Purchase this article with an account.
R. K. Williams, M. Senchyna, M. Wax, M. Brubaker; Comparison of Phenol Red Thread Test With Schirmer I Test for the Reproducible Measurement of Tear Production. Invest. Ophthalmol. Vis. Sci. 2008;49(13):5326.
Download citation file:
© ARVO (1962-2015); The Authors (2016-present)
Measurement of tear production with a Schirmer strip is one of several fundamental tests used to diagnose dry eye. However, the clinical utility of the Schirmer test is debatable due to reported variability, poor reproducibility and low sensitivity for detecting dry eyes. Methodologically, the phenol read thread (PRT) test is similar to the Schirmer test, however it may offer several advantages that may lend to improved clinical utility. In this work, we sought to determine if the PRT test facilitated greater data reproducibility in comparison to the Schirmer I test with anesthesia.
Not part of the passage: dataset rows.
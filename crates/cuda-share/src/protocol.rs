//! Messages exchanged between `serve` and `attach`.

use cuda_api::EventHandle;
use cuda_api::MemoryHandle;
use serde::Deserialize;
use serde::Serialize;

/// Sent by the exporter: everything the peer needs to map the buffer.
#[derive(Debug, Clone, PartialEq, Eq, Serialize, Deserialize)]
pub struct SharedBuffer {
    pub memory: MemoryHandle,
    /// Completes once the exporter's initialization of the buffer is done.
    pub ready: EventHandle,
    pub len: usize,
    /// Byte the exporter filled the buffer with.
    pub pattern: u8,
    /// Ordinal of the device holding the buffer, in the exporter's numbering.
    pub device: u32,
    pub exporter_pid: u32,
}

/// Sent back by the importer once it has inspected the buffer.
#[derive(Debug, Clone, PartialEq, Eq, Serialize, Deserialize)]
pub enum AttachReport {
    Verified {
        len: usize,
    },
    Mismatch {
        offset: usize,
        expected: u8,
        found: u8,
    },
    Failed(String),
}

impl AttachReport {
    /// Compares the mapped contents against the advertised pattern.
    pub fn inspect(contents: &[u8], pattern: u8) -> Self {
        match contents.iter().position(|&b| b != pattern) {
            None => AttachReport::Verified {
                len: contents.len(),
            },
            Some(offset) => AttachReport::Mismatch {
                offset,
                expected: pattern,
                found: contents[offset],
            },
        }
    }

    pub fn is_verified(&self) -> bool {
        matches!(self, AttachReport::Verified { .. })
    }
}

#[cfg(test)]
mod tests {
    use super::*;
    use similar_asserts::assert_eq;

    #[test]
    fn inspect_finds_first_mismatch() {
        assert_eq!(
            AttachReport::inspect(&[7, 7, 7], 7),
            AttachReport::Verified { len: 3 }
        );
        assert_eq!(
            AttachReport::inspect(&[7, 7, 1, 0], 7),
            AttachReport::Mismatch {
                offset: 2,
                expected: 7,
                found: 1
            }
        );
    }

    #[test]
    fn only_verified_counts_as_success() {
        assert!(AttachReport::Verified { len: 0 }.is_verified());
        assert!(!AttachReport::Failed("boom".to_string()).is_verified());
    }
}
Volunteers were recruited from the Alcon Eye Care Clinic. Closed eye Schirmer I test was performed for 3 minutes after the instillation of 1 drop of proparacaine. Open eye PRT test was performed for 15 seconds in one eye and 45 seconds in the other eye (randomized). Subjects were seen at the same time of day at each of 3 clinic visits within a 3 week period. Raw data was converted to % error of the test interval (difference in measurements / total length of measurement (30 or 75 mm)). All data was analyzed by ANOVA and Dunnett’s two-tailed comparison of means (α = 0.05).
Schirmer data from 16 subjects demonstrated no significant difference (p = 0.055) when the three sets of data were compared. The average % error of repeat measurements compared to the initial score was 18.6 ± 13.7%. 16 subjects underwent 3 separate PRT tests. No significant difference was found for either 15 sec (p = 0.834) or 45 sec (p = 0.44) tests. The average % error of repeat measurements compared to the initial score was 6.27 ± 4.71 % and 9.91 ± 8.45 % for 15 sec and 45 sec tests, respectively.
Of the three tests of tear production that were evaluated, it appeared that the PRT test applied for 15 sec was the most reproducible, although from a user-friendly perspective, the 45 sec PRT test was best as it facilitated the most accurate delineation of fluid migration along the thread. Additional studies are planned to better characterize the clinical utility of the PRT test in the diagnosis of dry eye.